Well firstly, obviously, is France itself, commonly known as l'Hexagone (the hexagone) because of its six sided shape, and Corsica.
But the other reason for the popular use of the phrase l'Hexagone is to distinguish mainland France from its départements d'outre-mer (overseas départements)
France has five of these and they are as much a part of France as Paris, Marseille and Dordogne.
The overseas départements are the islands of Guadeloupe and Martinique in the Caribbean, the islands of Mayotte and Réunion in the Indian Ocean and French Guiana in South America.
Thanks to the tiny country of French Guiana, France officially shares a border with Brazil, as Emmanuel Macron pointed out last year when the Brazilian president Jair Bolsonaro asked how the Amazon fires were his business. But Macron and Bolsonaro now have other things to argue over.
The five overseas départements are all former colonies of France.
But the French empire was at one point large and sprawling, including many slave colonies.
While many former parts of the empire have declared independence and now have nothing to do with France (apart from sometimes retaining French as an official language) other former colonies now have a quasi autonomous status.
These collectivité d'outre-mer are French Polynesia, the islands of Saint Pierre and Miquelon off the coast of Canada, Wallis and Futuna islands in the Polynesian archipelago and Saint Martin and Saint Barthelemy islands in the Caribbean. There are also several uninhabited islands in the Antarctic which are visited only by researchers.
Finally, and more weirdly, are the places like the Eglise de Sainte-Anne that are part of another country but count as French territory because of a historical quirk.
— Le Parisien Infog (@LeParisienInfog) January 23, 2020
In the case of this church, the grounds were gifted to Emperor Napoleon III in 1856 by the Ottoman Sultan Abdülmecid as a little merci for his help in the Crimean war.
Eagle-eyed history students may have noticed that Napoleon III is no longer ruling France, but the country still considers the church and its grounds part of French territory – hence Macron's order.
Also in Jerusalem France owns l'abbaye Sainte-Marie de la Résurrection d'Abu Gosh (the abbey of St Mary of the resurrection of Abu Gosh) le Tombeau des Rois (the tomb of the kings) and the Eglise du Pater Noster (Church of Our Father).
Foreign ownership of sites in Jerusalem is not particularly unusual, thanks to the city's complicated past (and present) but France also owns some oddities of territory elsewhere in the world.
Seven churches in Vatican City belong to France – the Trinity of the Mounts, Saint-Louis des Monts, Saint-Louis des Français, Saint-Nicolas-des-Lorrains, Saint-Yves-des-Bretons, Saint-Claude des Francs-Comtois de Bourgogne, the National Chapel of France in Loreto and France also owns the Villa des Médicis in Rome.

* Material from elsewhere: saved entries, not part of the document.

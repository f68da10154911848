//! Fluent schema builder.
//!
//! Statement definitions are plain def-structs with chained setters;
//! nesting is expressed with closures. All structural validation
//! (key resolution, identity bases, expression syntax) happens in
//! `build()`, so definition order inside a module does not matter.

use std::collections::{BTreeSet, HashMap};

use canopy_core::{ModuleId, Revision, SpecId};
use canopy_tree::{Expr, Path};

use crate::error::{SpecError, SpecResult};
use crate::registry::YangSpec;
use crate::types::{Identity, Module, Must, NodeSpec, SpecKind, TypeSpec};

/// Definition of a container statement.
#[derive(Debug, Clone)]
pub struct ContainerDef {
    name: String,
    presence: bool,
    config: bool,
    when: Option<String>,
    musts: Vec<Must>,
}

impl ContainerDef {
    pub fn new(name: impl Into<String>) -> Self {
        Self {
            name: name.into(),
            presence: false,
            config: true,
            when: None,
            musts: Vec::new(),
        }
    }

    /// Mark as a presence container.
    pub fn presence(mut self) -> Self {
        self.presence = true;
        self
    }

    /// Mark as state (non-config) data.
    pub fn state(mut self) -> Self {
        self.config = false;
        self
    }

    /// Attach a `when` guard.
    pub fn with_when(mut self, expr: impl Into<String>) -> Self {
        self.when = Some(expr.into());
        self
    }

    /// Attach a `must` constraint.
    pub fn with_must(mut self, must: Must) -> Self {
        self.musts.push(must);
        self
    }
}

/// Definition of a list statement.
#[derive(Debug, Clone)]
pub struct ListDef {
    name: String,
    keys: Vec<String>,
    min_elements: u32,
    max_elements: Option<u32>,
    unique: Vec<Vec<String>>,
    ordered_by_user: bool,
    config: bool,
    when: Option<String>,
    musts: Vec<Must>,
}

impl ListDef {
    pub fn new(name: impl Into<String>, keys: &[&str]) -> Self {
        Self {
            name: name.into(),
            keys: keys.iter().map(|s| s.to_string()).collect(),
            min_elements: 0,
            max_elements: None,
            unique: Vec::new(),
            ordered_by_user: false,
            config: true,
            when: None,
            musts: Vec::new(),
        }
    }

    pub fn min_elements(mut self, n: u32) -> Self {
        self.min_elements = n;
        self
    }

    pub fn max_elements(mut self, n: u32) -> Self {
        self.max_elements = Some(n);
        self
    }

    /// Add a `unique` tuple of child leaf names.
    pub fn unique(mut self, leaves: &[&str]) -> Self {
        self.unique.push(leaves.iter().map(|s| s.to_string()).collect());
        self
    }

    pub fn ordered_by_user(mut self) -> Self {
        self.ordered_by_user = true;
        self
    }

    pub fn state(mut self) -> Self {
        self.config = false;
        self
    }

    pub fn with_when(mut self, expr: impl Into<String>) -> Self {
        self.when = Some(expr.into());
        self
    }

    pub fn with_must(mut self, must: Must) -> Self {
        self.musts.push(must);
        self
    }
}

/// Definition of a leaf statement.
#[derive(Debug, Clone)]
pub struct LeafDef {
    name: String,
    ty: TypeSpec,
    default: Option<String>,
    mandatory: bool,
    config: bool,
    when: Option<String>,
    musts: Vec<Must>,
}

impl LeafDef {
    pub fn new(name: impl Into<String>, ty: TypeSpec) -> Self {
        Self {
            name: name.into(),
            ty,
            default: None,
            mandatory: false,
            config: true,
            when: None,
            musts: Vec::new(),
        }
    }

    pub fn mandatory(mut self) -> Self {
        self.mandatory = true;
        self
    }

    pub fn with_default(mut self, value: impl Into<String>) -> Self {
        self.default = Some(value.into());
        self
    }

    pub fn state(mut self) -> Self {
        self.config = false;
        self
    }

    pub fn with_when(mut self, expr: impl Into<String>) -> Self {
        self.when = Some(expr.into());
        self
    }

    pub fn with_must(mut self, must: Must) -> Self {
        self.musts.push(must);
        self
    }
}

/// Definition of a leaf-list statement.
#[derive(Debug, Clone)]
pub struct LeafListDef {
    name: String,
    ty: TypeSpec,
    min_elements: u32,
    max_elements: Option<u32>,
    ordered_by_user: bool,
    config: bool,
    when: Option<String>,
    musts: Vec<Must>,
}

impl LeafListDef {
    pub fn new(name: impl Into<String>, ty: TypeSpec) -> Self {
        Self {
            name: name.into(),
            ty,
            min_elements: 0,
            max_elements: None,
            ordered_by_user: false,
            config: true,
            when: None,
            musts: Vec::new(),
        }
    }

    pub fn min_elements(mut self, n: u32) -> Self {
        self.min_elements = n;
        self
    }

    pub fn max_elements(mut self, n: u32) -> Self {
        self.max_elements = Some(n);
        self
    }

    pub fn ordered_by_user(mut self) -> Self {
        self.ordered_by_user = true;
        self
    }

    pub fn state(mut self) -> Self {
        self.config = false;
        self
    }

    pub fn with_when(mut self, expr: impl Into<String>) -> Self {
        self.when = Some(expr.into());
        self
    }

    pub fn with_must(mut self, must: Must) -> Self {
        self.musts.push(must);
        self
    }
}

/// Builder for child statements of one parent.
pub struct NodeBuilder<'a> {
    specs: &'a mut Vec<NodeSpec>,
    errors: &'a mut Vec<SpecError>,
    id: SpecId,
    module: ModuleId,
}

impl<'a> NodeBuilder<'a> {
    fn add_child(
        &mut self,
        name: String,
        kind: SpecKind,
        config: bool,
        when: Option<String>,
        musts: Vec<Must>,
    ) -> SpecId {
        let parent_name = self.specs[self.id.raw() as usize].name.clone();
        if self.specs[self.id.raw() as usize].child(&name).is_some() {
            self.errors.push(SpecError::DuplicateChild {
                parent: parent_name,
                name: name.clone(),
            });
        }
        let id = SpecId::new(self.specs.len() as u32);
        self.specs.push(NodeSpec {
            id,
            module: self.module,
            name: name.clone(),
            kind,
            config,
            when,
            musts,
            children: Vec::new(),
            child_index: HashMap::new(),
        });
        let parent = &mut self.specs[self.id.raw() as usize];
        parent.children.push(id);
        parent.child_index.insert(name, id);
        id
    }

    /// Add a container and populate its children.
    pub fn container(
        &mut self,
        def: ContainerDef,
        f: impl FnOnce(&mut NodeBuilder),
    ) -> &mut Self {
        let id = self.add_child(
            def.name,
            SpecKind::Container { presence: def.presence },
            def.config,
            def.when,
            def.musts,
        );
        let mut child = NodeBuilder {
            specs: &mut *self.specs,
            errors: &mut *self.errors,
            id,
            module: self.module,
        };
        f(&mut child);
        self
    }

    /// Add a list and populate its children.
    pub fn list(&mut self, def: ListDef, f: impl FnOnce(&mut NodeBuilder)) -> &mut Self {
        let id = self.add_child(
            def.name,
            SpecKind::List {
                keys: def.keys,
                min_elements: def.min_elements,
                max_elements: def.max_elements,
                unique: def.unique,
                ordered_by_user: def.ordered_by_user,
            },
            def.config,
            def.when,
            def.musts,
        );
        let mut child = NodeBuilder {
            specs: &mut *self.specs,
            errors: &mut *self.errors,
            id,
            module: self.module,
        };
        f(&mut child);
        self
    }

    /// Add a leaf.
    pub fn leaf(&mut self, def: LeafDef) -> &mut Self {
        self.add_child(
            def.name,
            SpecKind::Leaf {
                ty: def.ty,
                default: def.default,
                mandatory: def.mandatory,
            },
            def.config,
            def.when,
            def.musts,
        );
        self
    }

    /// Add a leaf-list.
    pub fn leaf_list(&mut self, def: LeafListDef) -> &mut Self {
        self.add_child(
            def.name,
            SpecKind::LeafList {
                ty: def.ty,
                min_elements: def.min_elements,
                max_elements: def.max_elements,
                ordered_by_user: def.ordered_by_user,
            },
            def.config,
            def.when,
            def.musts,
        );
        self
    }
}

/// Builder for one module.
pub struct ModuleBuilder<'a> {
    node: NodeBuilder<'a>,
    features: &'a mut BTreeSet<String>,
}

impl<'a> ModuleBuilder<'a> {
    /// Enable a feature.
    pub fn feature(&mut self, name: impl Into<String>) -> &mut Self {
        self.features.insert(name.into());
        self
    }

    /// Add a top-level container.
    pub fn container(
        &mut self,
        def: ContainerDef,
        f: impl FnOnce(&mut NodeBuilder),
    ) -> &mut Self {
        self.node.container(def, f);
        self
    }

    /// Add a top-level list.
    pub fn list(&mut self, def: ListDef, f: impl FnOnce(&mut NodeBuilder)) -> &mut Self {
        self.node.list(def, f);
        self
    }

    /// Add a top-level leaf.
    pub fn leaf(&mut self, def: LeafDef) -> &mut Self {
        self.node.leaf(def);
        self
    }

    /// Add a top-level leaf-list.
    pub fn leaf_list(&mut self, def: LeafListDef) -> &mut Self {
        self.node.leaf_list(def);
        self
    }
}

/// Builder for a whole schema.
pub struct YangSpecBuilder {
    modules: Vec<Module>,
    specs: Vec<NodeSpec>,
    identities: HashMap<String, Identity>,
    errors: Vec<SpecError>,
}

impl Default for YangSpecBuilder {
    fn default() -> Self {
        Self::new()
    }
}

impl YangSpecBuilder {
    pub fn new() -> Self {
        Self {
            modules: Vec::new(),
            specs: Vec::new(),
            identities: HashMap::new(),
            errors: Vec::new(),
        }
    }

    /// Declare an identity, optionally derived from a base.
    pub fn identity(mut self, name: impl Into<String>, base: Option<&str>) -> Self {
        let name = name.into();
        self.identities.insert(
            name.clone(),
            Identity {
                name,
                base: base.map(str::to_string),
            },
        );
        self
    }

    /// Declare a module and populate its top-level statements.
    pub fn module(
        mut self,
        name: impl Into<String>,
        namespace: impl Into<String>,
        revision: &str,
        f: impl FnOnce(&mut ModuleBuilder),
    ) -> Self {
        let name = name.into();
        let namespace = namespace.into();
        if self
            .modules
            .iter()
            .any(|m| m.name == name || m.namespace == namespace)
        {
            self.errors.push(SpecError::DuplicateModule(name.clone()));
        }
        let revision = match Revision::parse(revision) {
            Ok(r) => r,
            Err(e) => {
                self.errors.push(SpecError::BadRevision(e));
                Revision::NONE
            }
        };
        let module_id = ModuleId::new(self.modules.len() as u32);
        let root = SpecId::new(self.specs.len() as u32);
        self.specs.push(NodeSpec {
            id: root,
            module: module_id,
            name: name.clone(),
            kind: SpecKind::Container { presence: false },
            config: true,
            when: None,
            musts: Vec::new(),
            children: Vec::new(),
            child_index: HashMap::new(),
        });
        let mut features = BTreeSet::new();
        {
            let mut builder = ModuleBuilder {
                node: NodeBuilder {
                    specs: &mut self.specs,
                    errors: &mut self.errors,
                    id: root,
                    module: module_id,
                },
                features: &mut features,
            };
            f(&mut builder);
        }
        self.modules.push(Module {
            id: module_id,
            name,
            namespace,
            revision,
            features,
            root,
        });
        self
    }

    /// Validate and produce the immutable schema.
    pub fn build(mut self) -> SpecResult<YangSpec> {
        self.check_structure();
        if let Some(err) = self.errors.into_iter().next() {
            return Err(err);
        }
        let by_namespace = self
            .modules
            .iter()
            .map(|m| (m.namespace.clone(), m.id))
            .collect();
        Ok(YangSpec {
            modules: self.modules,
            specs: self.specs,
            identities: self.identities,
            by_namespace,
        })
    }

    fn check_structure(&mut self) {
        let mut errors = Vec::new();
        for spec in &self.specs {
            match &spec.kind {
                SpecKind::List { keys, unique, .. } => {
                    for key in keys {
                        if spec.child(key).is_none() {
                            errors.push(SpecError::UnknownKey {
                                list: spec.name.clone(),
                                key: key.clone(),
                            });
                        }
                    }
                    for tuple in unique {
                        for leaf in tuple {
                            if spec.child(leaf).is_none() {
                                errors.push(SpecError::UnknownUnique {
                                    list: spec.name.clone(),
                                    leaf: leaf.clone(),
                                });
                            }
                        }
                    }
                }
                SpecKind::Leaf { ty, .. } | SpecKind::LeafList { ty, .. } => {
                    Self::check_type(ty, &self.identities, &mut errors);
                }
                SpecKind::Container { .. } => {}
            }
            for must in &spec.musts {
                if let Err(e) = Expr::parse(&must.expr) {
                    errors.push(SpecError::BadExpression {
                        expr: must.expr.clone(),
                        source: e,
                    });
                }
            }
            if let Some(when) = &spec.when {
                if let Err(e) = Expr::parse(when) {
                    errors.push(SpecError::BadExpression {
                        expr: when.clone(),
                        source: e,
                    });
                }
            }
        }
        self.errors.extend(errors);
    }

    fn check_type(
        ty: &TypeSpec,
        identities: &HashMap<String, Identity>,
        errors: &mut Vec<SpecError>,
    ) {
        match ty {
            TypeSpec::IdentityRef { base } => {
                if !identities.contains_key(base) {
                    errors.push(SpecError::UnknownIdentityBase(base.clone()));
                }
            }
            TypeSpec::LeafRef { path } => {
                if let Err(e) = Path::parse(path) {
                    errors.push(SpecError::BadExpression {
                        expr: path.clone(),
                        source: e,
                    });
                }
            }
            TypeSpec::Union(alternatives) => {
                for alt in alternatives {
                    Self::check_type(alt, identities, errors);
                }
            }
            _ => {}
        }
    }
}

French write Victor Hugo does not seem to have been a minimalist when it comes to home décor. Photo: AFP
In Germany, France owns a hefty forest. The 680-hectare Fôret du Mundat is on the French-Germany border, part of the Alsace-Lorraine area that has passed between French and German hands numerous times over the previous two centuries.

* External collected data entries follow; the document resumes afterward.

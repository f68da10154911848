//! Leaf value checking against built-in YANG types.

use canopy_yang::{TypeSpec, YangSpec};

/// Check a textual value against a type constraint.
///
/// Returns the violation reason on failure. Leafrefs always pass here;
/// their referential check needs the data tree and lives in the
/// checker.
pub fn check_value(spec: &YangSpec, ty: &TypeSpec, value: &str) -> Result<(), String> {
    match ty {
        TypeSpec::Integer { min, max } => {
            let n: i128 = value
                .trim()
                .parse()
                .map_err(|_| format!("{:?} is not an integer", value))?;
            if n < *min || n > *max {
                return Err(format!("{} out of range [{}, {}]", n, min, max));
            }
            Ok(())
        }
        TypeSpec::Decimal64 {
            fraction_digits,
            min,
            max,
        } => {
            let trimmed = value.trim();
            let n: f64 = trimmed
                .parse()
                .map_err(|_| format!("{:?} is not a decimal", value))?;
            if let Some(frac) = trimmed.split('.').nth(1) {
                if frac.len() > *fraction_digits as usize {
                    return Err(format!(
                        "{:?} exceeds {} fraction digits",
                        value, fraction_digits
                    ));
                }
            }
            if min.map(|m| n < m).unwrap_or(false) || max.map(|m| n > m).unwrap_or(false) {
                return Err(format!("{} out of range", n));
            }
            Ok(())
        }
        TypeSpec::Boolean => match value {
            "true" | "false" => Ok(()),
            _ => Err(format!("{:?} is not a boolean", value)),
        },
        TypeSpec::Empty => {
            if value.is_empty() {
                Ok(())
            } else {
                Err("empty leaf cannot carry a value".to_string())
            }
        }
        TypeSpec::Str {
            min_len,
            max_len,
            patterns,
        } => {
            let len = value.chars().count() as u64;
            if min_len.map(|m| len < m).unwrap_or(false) {
                return Err(format!("length {} below minimum {}", len, min_len.unwrap_or(0)));
            }
            if max_len.map(|m| len > m).unwrap_or(false) {
                return Err(format!("length {} above maximum {}", len, max_len.unwrap_or(0)));
            }
            for pattern in patterns {
                let anchored = format!("^(?:{})$", pattern);
                let re = regex::Regex::new(&anchored)
                    .map_err(|e| format!("unusable pattern {:?}: {}", pattern, e))?;
                if !re.is_match(value) {
                    return Err(format!("{:?} does not match pattern {:?}", value, pattern));
                }
            }
            Ok(())
        }
        TypeSpec::Enumeration(names) => {
            if names.iter().any(|n| n == value) {
                Ok(())
            } else {
                Err(format!("{:?} is not one of the enumeration", value))
            }
        }
        TypeSpec::Bits(names) => {
            let mut seen = Vec::new();
            for bit in value.split_whitespace() {
                if !names.iter().any(|n| n == bit) {
                    return Err(format!("{:?} is not an allowed bit", bit));
                }
                if seen.contains(&bit) {
                    return Err(format!("bit {:?} set twice", bit));
                }
                seen.push(bit);
            }
            Ok(())
        }
        TypeSpec::IdentityRef { base } => {
            if spec.identity_derived_from(value, base) {
                Ok(())
            } else {
                Err(format!("{:?} is not derived from identity {:?}", value, base))
            }
        }
        TypeSpec::LeafRef { .. } => Ok(()),
        TypeSpec::Union(alternatives) => {
            for alt in alternatives {
                if check_value(spec, alt, value).is_ok() {
                    return Ok(());
                }
            }
            Err(format!("{:?} matches no union alternative", value))
        }
    }
}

In the case of the forest the compromise that was finally agreed in 1984 is that France owns and manages the forest via the Office national des forêts but Germany has sovereignty.
The British-owned island of Saint Helena in the south Atlantic is famously the place where Napoleon spent his final days under house arrest after his defeat at Waterloo.
But despite the island being British three parts of it are technically French. These are the buildings of Pavillon des Briars and Longwood House, where the deposed emperor was held and where he died, and the vallée du Tombeau where he is buried.
And it's not the only part of Britain that is French.
The Channel Islands have been part of British territory (as Crown dependencies) since the Norman Conquest, but one part of Guernsey is actually French. It is Victor Hugo's house in St Peter Port.
Owned by Paris City Hall rather than the French state, the site is a significant one historically as it's where the celebrated French author wrote Les Misérables after he was forced to flee France after being less than polite about Napoleon III.
And of course like all countries, France considers its embassies part of French soil, wherever they are in the world.